[Collected data]
■ ■ ■ ■

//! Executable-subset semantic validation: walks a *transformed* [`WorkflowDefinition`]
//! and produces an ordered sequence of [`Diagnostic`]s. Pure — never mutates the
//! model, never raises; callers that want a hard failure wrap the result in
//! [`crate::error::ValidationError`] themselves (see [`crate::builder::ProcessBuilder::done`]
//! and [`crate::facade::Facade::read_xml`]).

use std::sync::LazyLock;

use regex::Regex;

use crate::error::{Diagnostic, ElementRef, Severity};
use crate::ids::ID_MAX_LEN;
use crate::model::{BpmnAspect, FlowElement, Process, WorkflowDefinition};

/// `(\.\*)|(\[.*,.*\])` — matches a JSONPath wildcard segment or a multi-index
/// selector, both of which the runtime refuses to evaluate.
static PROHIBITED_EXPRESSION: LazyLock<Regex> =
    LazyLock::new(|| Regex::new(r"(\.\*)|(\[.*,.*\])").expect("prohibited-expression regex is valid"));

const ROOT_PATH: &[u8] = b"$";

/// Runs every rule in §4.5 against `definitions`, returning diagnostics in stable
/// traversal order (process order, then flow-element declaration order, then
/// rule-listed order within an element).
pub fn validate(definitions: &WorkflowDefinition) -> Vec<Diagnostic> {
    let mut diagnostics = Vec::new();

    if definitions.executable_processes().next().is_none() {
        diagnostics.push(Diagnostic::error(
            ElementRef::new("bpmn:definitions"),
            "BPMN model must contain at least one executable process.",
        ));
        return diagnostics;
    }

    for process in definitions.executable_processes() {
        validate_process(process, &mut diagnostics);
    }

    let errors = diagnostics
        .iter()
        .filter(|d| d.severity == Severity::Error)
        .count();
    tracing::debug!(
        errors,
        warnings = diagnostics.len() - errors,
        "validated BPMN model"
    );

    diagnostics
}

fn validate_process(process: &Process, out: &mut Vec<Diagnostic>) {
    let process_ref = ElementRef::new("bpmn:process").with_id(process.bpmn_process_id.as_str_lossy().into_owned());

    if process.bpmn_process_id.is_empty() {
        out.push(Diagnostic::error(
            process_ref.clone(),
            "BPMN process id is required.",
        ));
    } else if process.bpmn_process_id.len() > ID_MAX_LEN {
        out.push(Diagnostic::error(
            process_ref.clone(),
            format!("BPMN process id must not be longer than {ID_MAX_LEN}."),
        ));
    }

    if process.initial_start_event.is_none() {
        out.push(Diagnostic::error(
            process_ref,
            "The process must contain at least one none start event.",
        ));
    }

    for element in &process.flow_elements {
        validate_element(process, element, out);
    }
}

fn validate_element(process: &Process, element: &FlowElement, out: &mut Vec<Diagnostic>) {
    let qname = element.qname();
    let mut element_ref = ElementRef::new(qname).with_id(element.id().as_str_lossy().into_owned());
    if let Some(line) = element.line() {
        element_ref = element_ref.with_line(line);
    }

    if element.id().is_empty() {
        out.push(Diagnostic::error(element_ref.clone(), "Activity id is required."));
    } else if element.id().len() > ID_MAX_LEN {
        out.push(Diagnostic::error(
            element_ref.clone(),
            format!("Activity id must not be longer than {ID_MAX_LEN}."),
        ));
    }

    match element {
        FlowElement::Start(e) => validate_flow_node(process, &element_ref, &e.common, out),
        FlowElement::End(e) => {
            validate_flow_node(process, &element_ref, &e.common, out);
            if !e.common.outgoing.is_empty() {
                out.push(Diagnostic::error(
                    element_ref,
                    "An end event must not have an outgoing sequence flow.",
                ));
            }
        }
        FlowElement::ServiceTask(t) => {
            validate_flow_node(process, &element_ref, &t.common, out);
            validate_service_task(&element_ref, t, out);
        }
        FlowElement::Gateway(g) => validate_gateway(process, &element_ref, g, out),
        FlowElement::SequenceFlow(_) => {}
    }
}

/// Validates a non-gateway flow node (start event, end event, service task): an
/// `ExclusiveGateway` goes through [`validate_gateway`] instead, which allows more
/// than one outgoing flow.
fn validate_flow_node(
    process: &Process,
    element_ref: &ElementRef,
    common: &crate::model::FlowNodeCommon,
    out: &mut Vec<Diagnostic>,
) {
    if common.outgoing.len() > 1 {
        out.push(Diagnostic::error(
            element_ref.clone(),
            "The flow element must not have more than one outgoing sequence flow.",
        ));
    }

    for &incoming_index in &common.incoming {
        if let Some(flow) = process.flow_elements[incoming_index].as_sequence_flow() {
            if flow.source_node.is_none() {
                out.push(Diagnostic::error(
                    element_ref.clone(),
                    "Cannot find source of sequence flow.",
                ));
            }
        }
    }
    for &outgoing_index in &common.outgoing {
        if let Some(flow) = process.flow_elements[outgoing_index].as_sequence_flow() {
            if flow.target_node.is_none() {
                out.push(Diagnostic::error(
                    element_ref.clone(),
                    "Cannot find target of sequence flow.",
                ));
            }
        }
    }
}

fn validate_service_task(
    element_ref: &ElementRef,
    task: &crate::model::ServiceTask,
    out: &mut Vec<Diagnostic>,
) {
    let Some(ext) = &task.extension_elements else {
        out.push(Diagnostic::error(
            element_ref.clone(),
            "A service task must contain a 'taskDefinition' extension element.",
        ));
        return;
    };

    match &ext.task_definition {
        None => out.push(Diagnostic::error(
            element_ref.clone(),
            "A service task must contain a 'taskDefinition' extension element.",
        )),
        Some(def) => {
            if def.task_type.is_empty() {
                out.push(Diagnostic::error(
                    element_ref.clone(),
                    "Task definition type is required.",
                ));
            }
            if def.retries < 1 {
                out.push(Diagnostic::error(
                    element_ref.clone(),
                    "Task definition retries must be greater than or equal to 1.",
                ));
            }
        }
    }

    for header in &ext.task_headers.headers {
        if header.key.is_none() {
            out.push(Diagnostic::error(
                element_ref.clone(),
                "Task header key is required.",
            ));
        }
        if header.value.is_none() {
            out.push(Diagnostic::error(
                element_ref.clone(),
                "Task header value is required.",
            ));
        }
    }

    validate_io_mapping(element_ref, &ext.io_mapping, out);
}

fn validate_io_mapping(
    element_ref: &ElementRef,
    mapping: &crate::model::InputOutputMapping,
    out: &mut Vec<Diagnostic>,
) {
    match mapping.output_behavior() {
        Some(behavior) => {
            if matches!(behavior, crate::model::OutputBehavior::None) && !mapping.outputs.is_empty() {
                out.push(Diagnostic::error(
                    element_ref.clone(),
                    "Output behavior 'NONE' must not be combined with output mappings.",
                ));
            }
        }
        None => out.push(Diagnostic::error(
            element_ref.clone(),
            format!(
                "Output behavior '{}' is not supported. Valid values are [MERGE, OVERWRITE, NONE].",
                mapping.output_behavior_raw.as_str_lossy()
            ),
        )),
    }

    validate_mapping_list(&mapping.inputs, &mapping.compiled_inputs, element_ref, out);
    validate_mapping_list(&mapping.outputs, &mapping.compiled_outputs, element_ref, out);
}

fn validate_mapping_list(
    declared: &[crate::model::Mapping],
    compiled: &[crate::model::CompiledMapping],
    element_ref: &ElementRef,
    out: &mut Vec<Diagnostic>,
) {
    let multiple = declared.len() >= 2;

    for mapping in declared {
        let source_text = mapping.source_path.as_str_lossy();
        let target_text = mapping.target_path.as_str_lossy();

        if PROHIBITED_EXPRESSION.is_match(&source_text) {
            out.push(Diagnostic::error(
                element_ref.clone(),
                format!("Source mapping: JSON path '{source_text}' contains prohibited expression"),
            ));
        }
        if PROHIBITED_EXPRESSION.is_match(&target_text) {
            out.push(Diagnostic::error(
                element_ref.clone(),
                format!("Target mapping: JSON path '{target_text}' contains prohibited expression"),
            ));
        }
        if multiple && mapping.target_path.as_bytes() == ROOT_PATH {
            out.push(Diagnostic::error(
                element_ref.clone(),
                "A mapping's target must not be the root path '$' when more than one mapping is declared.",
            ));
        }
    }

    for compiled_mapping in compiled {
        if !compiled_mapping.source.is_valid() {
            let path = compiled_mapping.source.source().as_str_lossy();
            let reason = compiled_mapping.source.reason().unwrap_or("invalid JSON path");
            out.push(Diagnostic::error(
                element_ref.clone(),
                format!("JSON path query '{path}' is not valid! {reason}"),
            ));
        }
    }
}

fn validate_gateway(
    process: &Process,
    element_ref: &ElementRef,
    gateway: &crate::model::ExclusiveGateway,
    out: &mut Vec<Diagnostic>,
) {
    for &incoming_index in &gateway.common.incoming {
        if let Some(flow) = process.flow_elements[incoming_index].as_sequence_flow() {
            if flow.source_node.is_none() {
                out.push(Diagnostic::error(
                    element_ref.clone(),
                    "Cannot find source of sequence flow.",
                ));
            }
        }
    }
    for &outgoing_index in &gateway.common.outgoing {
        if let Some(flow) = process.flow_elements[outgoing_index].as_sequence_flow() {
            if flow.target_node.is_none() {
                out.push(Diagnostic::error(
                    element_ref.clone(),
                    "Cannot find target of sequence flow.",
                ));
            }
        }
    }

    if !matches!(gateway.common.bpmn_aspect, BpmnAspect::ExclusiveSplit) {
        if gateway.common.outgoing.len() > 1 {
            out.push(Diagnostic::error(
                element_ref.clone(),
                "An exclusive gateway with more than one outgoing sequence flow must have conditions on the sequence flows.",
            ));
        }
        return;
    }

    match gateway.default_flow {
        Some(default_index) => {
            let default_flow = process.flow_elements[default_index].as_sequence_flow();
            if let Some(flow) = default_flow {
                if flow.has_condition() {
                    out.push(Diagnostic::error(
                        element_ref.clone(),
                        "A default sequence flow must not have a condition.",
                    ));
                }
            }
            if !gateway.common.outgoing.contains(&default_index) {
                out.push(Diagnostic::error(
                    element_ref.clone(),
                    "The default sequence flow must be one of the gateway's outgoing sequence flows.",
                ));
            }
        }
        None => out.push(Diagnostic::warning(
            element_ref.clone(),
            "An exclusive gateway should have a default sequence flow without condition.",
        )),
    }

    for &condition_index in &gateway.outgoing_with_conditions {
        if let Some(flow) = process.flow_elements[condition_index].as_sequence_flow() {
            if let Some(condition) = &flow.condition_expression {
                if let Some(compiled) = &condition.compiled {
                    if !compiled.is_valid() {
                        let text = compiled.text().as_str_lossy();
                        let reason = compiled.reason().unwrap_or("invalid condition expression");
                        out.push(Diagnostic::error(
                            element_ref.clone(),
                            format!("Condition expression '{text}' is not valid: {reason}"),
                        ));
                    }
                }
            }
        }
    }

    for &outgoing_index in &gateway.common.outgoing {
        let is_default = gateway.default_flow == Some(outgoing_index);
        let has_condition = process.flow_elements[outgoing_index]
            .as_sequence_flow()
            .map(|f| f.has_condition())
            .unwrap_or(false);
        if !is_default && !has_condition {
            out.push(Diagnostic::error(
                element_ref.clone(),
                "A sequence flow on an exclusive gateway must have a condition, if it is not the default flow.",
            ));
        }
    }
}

■ ■ ■ ■

WHAT NEEDS TO BE DONE:
How many lines in the records include "header"? Answer with the number alone.

ANSWER FOR THIS EXERCISE:
5